Inclusão digital: uma meta do Brasil contemporâneo
Enviada em 01/09/2021
A Constituição Federal de 1988 assegura a todos os indivíduos uma condição isonômica, a qual os contempla com direitos essenciais para a construção de uma vida digna. No entanto, com a problemática da exclusão digital no Brasil, diversos cidadãos acabam sendo beneficiados apenas de maneira teórica, seja por fatores econômicos, seja por fatores infraestruturais. Logo, faz-se imperiosa a análise dessa conjuntura com o intuito de mitigar os entreves para a consolidação dos direitos.

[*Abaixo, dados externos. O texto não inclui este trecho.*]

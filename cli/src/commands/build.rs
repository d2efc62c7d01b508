//! `cabin build <template>` — build (or rebuild) a template image.

use anyhow::Result;
use clap::Args;

use crate::app::AppContext;
use crate::application::ports::ImageBuilder;
use crate::application::services::lifecycle;
use crate::domain::error::InstanceError;
use crate::output::progress;

#[derive(Args)]
pub struct BuildArgs {
    /// Template to build.
    pub template: String,
}

/// Run `cabin build <template>`.
///
/// Always rebuilds, even when the image already exists; `cabin start` builds
/// lazily, this command is the explicit refresh.
///
/// # Errors
///
/// Fails when the runtime is unreachable, the template has no build context,
/// or the build itself fails.
pub async fn run(ctx: &AppContext, args: &BuildArgs) -> Result<()> {
    lifecycle::ensure_runtime(&ctx.runtime).await?;

    let dockerfile = ctx.config.dockerfile(&args.template);
    if !dockerfile.exists() {
        return Err(InstanceError::TemplateMissing(
            args.template.clone(),
            dockerfile.display().to_string(),
        )
        .into());
    }

    let image = ctx.config.image_for(&args.template);
    let context_dir = ctx.config.template_dir(&args.template).display().to_string();

    let spinner = ctx
        .output
        .show_progress()
        .then(|| progress::spinner(&format!("Building {image}")));

    let out = ctx.runtime.build(&image, &context_dir).await?;
    if !out.status.success() {
        if let Some(pb) = &spinner {
            progress::finish_error(pb, &format!("Build of {image} failed"));
        }
        anyhow::bail!(
            "building image {image}: {}",
            String::from_utf8_lossy(&out.stderr).trim()
        );
    }

    if let Some(pb) = &spinner {
        progress::finish_ok(pb, &format!("Built {image}"));
    } else {
        ctx.output.success(&format!("Built {image}"));
    }
    Ok(())
}
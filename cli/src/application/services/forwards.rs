//! Port-forward reconciliation.
//!
//! `sync` is a full rebuild, not an incremental diff: the proxy container is
//! always torn down first, and rebuilt only when the declared set is
//! non-empty. Correctness by brute force — no partial or stale mapping can
//! survive an apply.

use anyhow::Result;
use cabin_common::PortForward;

use crate::application::ports::{PortProbe, ProxyRuntime, ProxySpec};
use crate::domain::error::{ForwardSetError, InstanceError};
use crate::domain::validate::validate_instance_name;
use crate::domain::{container_name, proxy_container};
use crate::infra::config::Config;
use crate::infra::store::MetaStore;

/// Relay script served as the proxy container's entrypoint: one backgrounded
/// listener per declared forward, then wait on all of them.
#[must_use]
pub fn relay_script(upstream: &str, set: &[PortForward]) -> String {
    let mut script = String::new();
    for f in set {
        script.push_str(&format!(
            "socat TCP-LISTEN:{},fork,reuseaddr TCP:{upstream}:{} &\n",
            f.host_port, f.container_port
        ));
    }
    script.push_str("wait\n");
    script
}

/// Host publications for the proxy container, one per declared forward. The
/// in-container listener uses the host port number, so host and container
/// sides of the publication match.
#[must_use]
pub fn publish_args(set: &[PortForward]) -> Vec<String> {
    set.iter()
        .map(|f| format!("{}:{}:{}", f.bind, f.host_port, f.host_port))
        .collect()
}

/// Rebuild the forwarding proxy for `name` from its declared set.
///
/// Idempotent. An empty declared set leaves no proxy at all.
///
/// # Errors
///
/// Fails when the declared set cannot be read or the proxy container cannot
/// be started.
pub async fn sync(
    rt: &impl ProxyRuntime,
    store: &MetaStore,
    cfg: &Config,
    name: &str,
) -> Result<()> {
    let proxy = proxy_container(name);
    // Unconditional teardown; a missing proxy is fine.
    let _ = rt.remove_proxy(&proxy).await?;

    let set = store.load_forwards(name)?;
    if set.is_empty() {
        return Ok(());
    }

    let upstream = container_name(name);
    let script = relay_script(&upstream, &set);
    let publishes = publish_args(&set);
    let out = rt
        .run_proxy(&ProxySpec {
            instance: name,
            container: &proxy,
            image: &cfg.proxy_image,
            network: &cfg.network,
            publishes: &publishes,
            script: &script,
        })
        .await?;
    if !out.status.success() {
        anyhow::bail!(
            "starting forwarding proxy for '{name}': {}",
            super::stderr_of(&out)
        );
    }
    Ok(())
}

/// Declare a new forward and rebuild the proxy. The append is speculative:
/// when the rebuild fails, the entry is rolled back so the declared set
/// never contains a mapping the proxy failed to realize, and the proxy is
/// rebuilt for the entries that were already declared.
///
/// # Errors
///
/// Rejects unknown instances, duplicate declarations, and host ports already
/// in use, all before any mutation. Propagates proxy-rebuild failures after
/// rolling the entry back.
pub async fn add(
    rt: &impl ProxyRuntime,
    probe: &impl PortProbe,
    store: &MetaStore,
    cfg: &Config,
    name: &str,
    forward: &PortForward,
) -> Result<Vec<PortForward>> {
    validate_instance_name(name)?;
    if store.load_instance(name)?.is_none() {
        return Err(InstanceError::NotFound(name.to_string()).into());
    }

    // The host port must be free across every instance: SSH ports and all
    // declared forward entries.
    for record in store.list_instances()? {
        if record.host_port == forward.host_port {
            return Err(ForwardSetError::HostPortInUse(forward.host_port).into());
        }
        for declared in store.load_forwards(&record.name)? {
            if record.name == name {
                if declared.host_port == forward.host_port {
                    return Err(ForwardSetError::AlreadyDeclared(forward.to_string()).into());
                }
            } else if declared.host_port == forward.host_port {
                return Err(ForwardSetError::HostPortInUse(forward.host_port).into());
            }
        }
    }
    if probe.is_listening(forward.bind, forward.host_port).await {
        return Err(ForwardSetError::HostPortInUse(forward.host_port).into());
    }

    let set = store.update_forwards(name, |set| {
        set.push(forward.clone());
        Ok(())
    })?;

    if let Err(err) = sync(rt, store, cfg, name).await {
        // Roll the speculative append back, then rebuild the proxy for the
        // surviving entries — the failed sync already tore the old one down.
        // The rebuild is best effort; the append failure is what surfaces.
        let _ = store.update_forwards(name, |set| {
            set.retain(|f| f != forward);
            Ok(())
        });
        let _ = sync(rt, store, cfg, name).await;
        return Err(err);
    }
    Ok(set)
}

/// Delete a declared forward and rebuild the proxy unconditionally, even
/// when the removal leaves the set empty.
///
/// # Errors
///
/// Fails when the instance is unknown or the mapping was never declared.
pub async fn remove(
    rt: &impl ProxyRuntime,
    store: &MetaStore,
    cfg: &Config,
    name: &str,
    forward: &PortForward,
) -> Result<Vec<PortForward>> {
    validate_instance_name(name)?;
    if store.load_instance(name)?.is_none() {
        return Err(InstanceError::NotFound(name.to_string()).into());
    }
    let set = store.update_forwards(name, |set| {
        let before = set.len();
        set.retain(|f| f != forward);
        if set.len() == before {
            return Err(ForwardSetError::NotDeclared(forward.to_string()).into());
        }
        Ok(())
    })?;
    sync(rt, store, cfg, name).await?;
    Ok(set)
}

/// The declared set for `name`.
///
/// # Errors
///
/// Fails when the instance is unknown or the set file is malformed.
pub fn list(store: &MetaStore, name: &str) -> Result<Vec<PortForward>> {
    validate_instance_name(name)?;
    if store.load_instance(name)?.is_none() {
        return Err(InstanceError::NotFound(name.to_string()).into());
    }
    store.load_forwards(name)
}
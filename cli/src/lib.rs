//! Cabin CLI library — exposes modules for integration testing.

#![cfg_attr(test, allow(clippy::expect_used))]

pub mod app;
pub mod application;
pub mod cli;
pub mod command_runner;
pub mod commands;
pub mod domain;
pub mod infra;
pub mod output;
//! `cabin status [name]` — records joined with observed runtime state.

use anyhow::Result;
use clap::Args;

use crate::app::AppContext;
use crate::application::services::lifecycle::ensure_runtime;
use crate::application::services::status::{self, InstanceStatus};

#[derive(Args)]
pub struct StatusArgs {
    /// Instance to show; omit for all instances.
    pub name: Option<String>,
}

/// Run `cabin status [name]`.
///
/// # Errors
///
/// Fails when the runtime is unreachable or a record is malformed.
pub async fn run(ctx: &AppContext, args: &StatusArgs) -> Result<()> {
    ensure_runtime(&ctx.runtime).await?;

    let statuses = match &args.name {
        Some(name) => vec![status::instance_status(&ctx.runtime, &ctx.store, name).await?],
        None => status::all_statuses(&ctx.runtime, &ctx.store).await?,
    };

    if statuses.is_empty() {
        ctx.output.info("No instances. Create one with: cabin start <name>");
        return Ok(());
    }

    for status in &statuses {
        print_status(ctx, status);
    }
    Ok(())
}

fn print_status(ctx: &AppContext, status: &InstanceStatus) {
    let out = &ctx.output;
    out.header(&status.record.name);
    out.kv("state   ", if status.running { "running" } else { "stopped" });
    out.kv("template", &status.record.template);
    out.kv("image   ", &status.record.image);
    out.kv("ssh port", &status.record.host_port.to_string());
    if let Some(ip) = &status.ip {
        out.kv("address ", ip);
    }
    out.kv("hardened", if status.hardened { "yes" } else { "no" });
    if status.forwards.is_empty() {
        out.kv("forwards", "none");
    } else {
        for f in &status.forwards {
            out.kv("forward ", &f.to_string());
        }
    }
}
//! CLI argument parsing with clap derive.

use anyhow::Result;
use clap::{Parser, Subcommand};

use crate::app::{AppContext, AppFlags};
use crate::commands;

/// Containerized, SSH-accessible dev instances on a single host
#[derive(Parser)]
#[command(
    name = "cabin",
    version,
    propagate_version = true,
    subcommand_required = true,
    arg_required_else_help = true
)]
pub struct Cli {
    /// Suppress non-error output
    #[arg(short, long, global = true)]
    pub quiet: bool,

    /// Disable colored output
    #[arg(long, global = true, env = "NO_COLOR", value_parser = clap::builder::FalseyValueParser::new())]
    pub no_color: bool,

    /// Assume yes on confirmations
    #[arg(short, long, global = true)]
    pub yes: bool,

    #[command(subcommand)]
    pub command: Command,
}

#[derive(Subcommand)]
pub enum Command {
    /// Build a template image
    Build(commands::build::BuildArgs),

    /// Create or resume an instance
    Start(commands::start::StartArgs),

    /// Stop an instance, keeping its state
    Stop(commands::stop::StopArgs),

    /// Remove an instance and all its records
    Remove(commands::remove::RemoveArgs),

    /// Show instance status
    Status(commands::status::StatusArgs),

    /// Rotate an instance's login credential
    Passwd(commands::passwd::PasswdArgs),

    /// Manage port forwards
    #[command(subcommand)]
    Forward(commands::forward::ForwardCommand),

    /// Manage in-guest hardening
    #[command(subcommand)]
    Harden(commands::harden::HardenCommand),
}

impl Cli {
    /// Execute the parsed command.
    ///
    /// # Errors
    ///
    /// Propagates command failures to `main` for reporting.
    pub async fn run(self) -> Result<()> {
        let ctx = AppContext::new(&AppFlags {
            no_color: self.no_color,
            quiet: self.quiet,
            yes: self.yes,
        })?;
        match self.command {
            Command::Build(args) => commands::build::run(&ctx, &args).await,
            Command::Start(args) => commands::start::run(&ctx, &args).await,
            Command::Stop(args) => commands::stop::run(&ctx, &args).await,
            Command::Remove(args) => commands::remove::run(&ctx, &args).await,
            Command::Status(args) => commands::status::run(&ctx, &args).await,
            Command::Passwd(args) => commands::passwd::run(&ctx, &args).await,
            Command::Forward(cmd) => commands::forward::run(&ctx, &cmd).await,
            Command::Harden(cmd) => commands::harden::run(&ctx, &cmd).await,
        }
    }
}
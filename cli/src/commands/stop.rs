//! `cabin stop <name>` — stop a running instance, keeping its state.

use anyhow::Result;
use clap::Args;

use crate::app::AppContext;
use crate::application::services::lifecycle;

#[derive(Args)]
pub struct StopArgs {
    /// Instance name.
    pub name: String,
}

/// Run `cabin stop <name>`.
///
/// # Errors
///
/// Fails when the instance is unknown or the container cannot be stopped.
pub async fn run(ctx: &AppContext, args: &StopArgs) -> Result<()> {
    lifecycle::stop(&ctx.runtime, &ctx.store, &args.name).await?;
    ctx.output
        .success(&format!("Instance '{}' stopped", args.name));
    ctx.output
        .info(&format!("Resume with: cabin start {}", args.name));
    Ok(())
}
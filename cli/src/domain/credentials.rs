//! Login credential generation.
//!
//! The primary source is the OS CSPRNG via `getrandom`. If that is
//! unavailable the generator falls back to a SHA-256 chain seeded from the
//! clock, the PID, and a process-local counter — deterministic machinery but
//! still unpredictable input. Every password must pass a character-class
//! diversity check before it is accepted.

use std::sync::atomic::{AtomicU64, Ordering};

use sha2::{Digest, Sha256};

/// Default generated password length.
pub const PASSWORD_LEN: usize = 20;

const LOWER: &[u8] = b"abcdefghijklmnopqrstuvwxyz";
const UPPER: &[u8] = b"ABCDEFGHIJKLMNOPQRSTUVWXYZ";
const DIGIT: &[u8] = b"0123456789";
const SYMBOL: &[u8] = b"!@#%^*-_=+";

static FALLBACK_COUNTER: AtomicU64 = AtomicU64::new(0);

fn charset() -> Vec<u8> {
    let mut set = Vec::with_capacity(LOWER.len() + UPPER.len() + DIGIT.len() + SYMBOL.len());
    set.extend_from_slice(LOWER);
    set.extend_from_slice(UPPER);
    set.extend_from_slice(DIGIT);
    set.extend_from_slice(SYMBOL);
    set
}

/// A password is acceptable only with all four character classes present.
#[must_use]
pub fn has_class_diversity(password: &str) -> bool {
    let lower = password.bytes().any(|b| LOWER.contains(&b));
    let upper = password.bytes().any(|b| UPPER.contains(&b));
    let digit = password.bytes().any(|b| DIGIT.contains(&b));
    let symbol = password.bytes().any(|b| SYMBOL.contains(&b));
    lower && upper && digit && symbol
}

/// Generate a fresh login password of `len` characters.
///
/// Retries until the diversity check passes; falls back to the deterministic
/// generator when the OS entropy source is unavailable.
#[must_use]
pub fn generate_password(len: usize) -> String {
    let set = charset();
    // Rejection bound keeps byte→charset mapping unbiased.
    let bound = u8::try_from(256 % set.len()).map_or(0, |r| r.wrapping_neg());

    for _ in 0..64 {
        let mut raw = vec![0u8; len * 2];
        if getrandom::getrandom(&mut raw).is_err() {
            return fallback_password(len, &set);
        }
        let candidate: String = raw
            .iter()
            .filter(|&&b| bound == 0 || b < bound)
            .take(len)
            .map(|&b| char::from(set[usize::from(b) % set.len()]))
            .collect();
        if candidate.len() == len && has_class_diversity(&candidate) {
            return candidate;
        }
    }
    fallback_password(len, &set)
}

/// SHA-256 chain over clock, PID, and counter. Used only when `getrandom`
/// fails; never returns a password without class diversity.
fn fallback_password(len: usize, set: &[u8]) -> String {
    loop {
        let nanos = std::time::SystemTime::now()
            .duration_since(std::time::UNIX_EPOCH)
            .map_or(0, |d| d.as_nanos());
        let counter = FALLBACK_COUNTER.fetch_add(1, Ordering::Relaxed);

        let mut material = Vec::new();
        let mut hasher = Sha256::new();
        hasher.update(nanos.to_le_bytes());
        hasher.update(std::process::id().to_le_bytes());
        hasher.update(counter.to_le_bytes());
        let mut block = hasher.finalize();
        material.extend_from_slice(&block);
        while material.len() < len {
            let mut hasher = Sha256::new();
            hasher.update(block);
            block = hasher.finalize();
            material.extend_from_slice(&block);
        }

        let candidate: String = material
            .iter()
            .take(len)
            .map(|&b| char::from(set[usize::from(b) % set.len()]))
            .collect();
        if has_class_diversity(&candidate) {
            return candidate;
        }
    }
}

Em primeira análise, vela destacar os fatores socioeconômicos que contribuem para o agravamento do problema. De acordo com o IBGE, 30% da população brasileira vive com apenas 25% de um salário mínimo. Dessa forma, populações que não conseguem suprir as necessidades básicas de moradia e alimentação, ou seja, vivem em situação de pobreza, não possuem condições financeiras necessárias para a obtenção de equipamentos de acesso à internet, ou quando possuem tais instrumentos, não dispõem de condições financeiras para a compra ou manutenção dos dados de internet. Em vista disso, a aquisição dos meios de navegação encontra-se elitizada, evidenciando-se assim a exclusão da parcela mais pobre.
Em uma segunda análise, vale ressaltar a falha infraestrutural que corrobora para a intensificação do problema. De acordo com dados da Abranet, apenas 38% das famílias que vivem em áreas rurais possuem internet. Desse modo, as grandes empresas que visam somente o lucro e que ignoram a universalização dos direitos, concentram as redes de internet apenas aos grandes centros urbanos. Consequentemente, parcelas das população que vivem em periferias ou se encontram afastadas dos grandes centros urbanos usufruem de uma internet de baixa qualidade ou inexistente.
Depreende-se portanto, a necessidade de se combater esses obstáculos. Para isso, é imprescindível que o Estado, por intermédio de políticas públicas de inclusão digital, adotem medidas de incentivo às grandes empresas, voltadas para a ampliação das redes de internet para os locais mais afastados, ofertando também acesso à redes gratuitas em locais públicos, além de programas que ofereçam equipamentos de informática direcionados às famílias de baixa renda. Em vista disso, o problema será resolvido a médio e longo prazo, fazendo com que haja uma harmonia social, conforme proposto pela Constituição.